Combination therapy with sevelamer hydrochloride and calcium carbonate in Japanese patients with long-term hemodialysis: alternative approach for optimal mineral management.

Calcium (Ca) overload by Ca-containing phosphorus (P) binder has been suggested to be implicated in the pathogenesis of soft tissue and vascular calcification, which contribute to increased morbidity and mortality of cardiovascular disease in patients undergoing dialysis. Recently, a noncalcium P binder, sevelamer hydrochloride (sevelamer), has become available in Japan. However, Japanese patients undergoing dialysis might be less tolerant of sevelamer treatment, and it is likely to cause hypocalcemia because their dietary Ca intake is less than that in European and American patients. We evaluated the effects of combination therapy with sevelamer and calcium carbonate (CC) on mineral metabolism in Japanese hemodialysis patients, as an alternative form of P management. A total of 210 hemodialysis patients were enrolled, and were given a small dose of sevelamer (0.75-1.5 g/day) on CC treatment.

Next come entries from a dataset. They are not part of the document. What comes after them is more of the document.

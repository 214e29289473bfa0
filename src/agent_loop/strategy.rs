//! Continuation strategies: whether the agent loop runs another cycle.
//!
//! A strategy is consulted after each cycle that left every tool call
//! settled, so at least one cycle has always run. Counts are per run: a run
//! starts with a send, a reload, or a resume after a recorded tool result or
//! approval, and each resume counts from zero again.

use std::sync::Arc;

use crate::assembler::MessageList;
use crate::types::FinishReason;

/// What a continuation strategy gets to look at.
#[derive(Debug, Clone)]
pub struct AgentLoopState<'a> {
    /// Cycles completed so far in this run, at least 1.
    pub iteration_count: usize,
    pub messages: &'a MessageList,
    pub finish_reason: Option<FinishReason>,
}

/// Returns `true` to run another cycle.
pub type ContinuationStrategy = Arc<dyn Fn(&AgentLoopState<'_>) -> bool + Send + Sync>;

/// Continue while fewer than `max` cycles of this run have completed.
pub fn max_iterations(max: usize) -> ContinuationStrategy {
    Arc::new(move |state: &AgentLoopState<'_>| state.iteration_count < max)
}

/// Stop once the model finishes with one of `reasons`.
pub fn until_finish_reason(reasons: impl IntoIterator<Item = FinishReason>) -> ContinuationStrategy {
    let reasons: Vec<FinishReason> = reasons.into_iter().collect();
    Arc::new(move |state: &AgentLoopState<'_>| {
        !state
            .finish_reason
            .is_some_and(|reason| reasons.contains(&reason))
    })
}

/// Continue only if every strategy agrees.
pub fn combine(strategies: impl IntoIterator<Item = ContinuationStrategy>) -> ContinuationStrategy {
    let strategies: Vec<ContinuationStrategy> = strategies.into_iter().collect();
    Arc::new(move |state: &AgentLoopState<'_>| {
        strategies.iter().all(|strategy| strategy(state))
    })
}

/// Never stop on its own.
pub fn always() -> ContinuationStrategy {
    Arc::new(|_: &AgentLoopState<'_>| true)
}

#[cfg(test)]
mod tests {
    use super::*;

    fn state(messages: &MessageList, count: usize, reason: Option<FinishReason>) -> AgentLoopState<'_> {
        AgentLoopState {
            iteration_count: count,
            messages,
            finish_reason: reason,
        }
    }

    #[test]
    fn max_iterations_is_exclusive() {
        let messages = MessageList::new();
        let strategy = max_iterations(2);
        assert!(strategy(&state(&messages, 0, None)));
        assert!(strategy(&state(&messages, 1, None)));
        assert!(!strategy(&state(&messages, 2, None)));
    }

    #[test]
    fn finish_reason_stops_on_listed_reasons() {
        let messages = MessageList::new();
        let strategy = until_finish_reason([FinishReason::Stop, FinishReason::Length]);
        assert!(!strategy(&state(&messages, 1, Some(FinishReason::Length))));
        assert!(!strategy(&state(&messages, 1, Some(FinishReason::Stop))));
        assert!(strategy(&state(&messages, 1, Some(FinishReason::ToolCalls))));
        assert!(strategy(&state(&messages, 1, None)));
    }

    #[test]
    fn combine_requires_all() {
        let messages = MessageList::new();
        let strategy = combine([always(), max_iterations(1)]);
        assert!(strategy(&state(&messages, 0, None)));
        assert!(!strategy(&state(&messages, 1, None)));
    }
}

Sevelamer dose was gradually increased, while CC decreased during 24 weeks. Five patients discontinued sevelamer treatment because of severe constipation, anorexia, and parathyroidectomy for severe secondary hyperparathyroidism. After 24 weeks, the dose of sevelamer was significantly increased to 3.29 g/day (initial dose: 1.47 g/day), while CC was decreased by 54%. Adjusted serum Ca significantly decreased (9.63 +/- 0.57-9.45 +/- 0.67 mg/dL; P = 0.0012), although serum P increased (5.89 +/- 1.32-6.25 +/- 1.32 mg/dL; P = 0.017). Serum intact PTH (iPTH) significantly increased in patients with a low or normal iPTH level (< or =300 pg/mL), while it did not change in patients with secondary hyperparathyroidism (>300 pg/mL). The results suggest that the therapeutic regimen is more tolerant and reduces Ca load in Japanese hemodialysis patients while avoiding hypocalcemia. In addition, the mitigated Ca overload could improve PTH hyposecretion in patients with adynamic bone disease, which is associated with soft tissue calcification and higher mortality in uremia.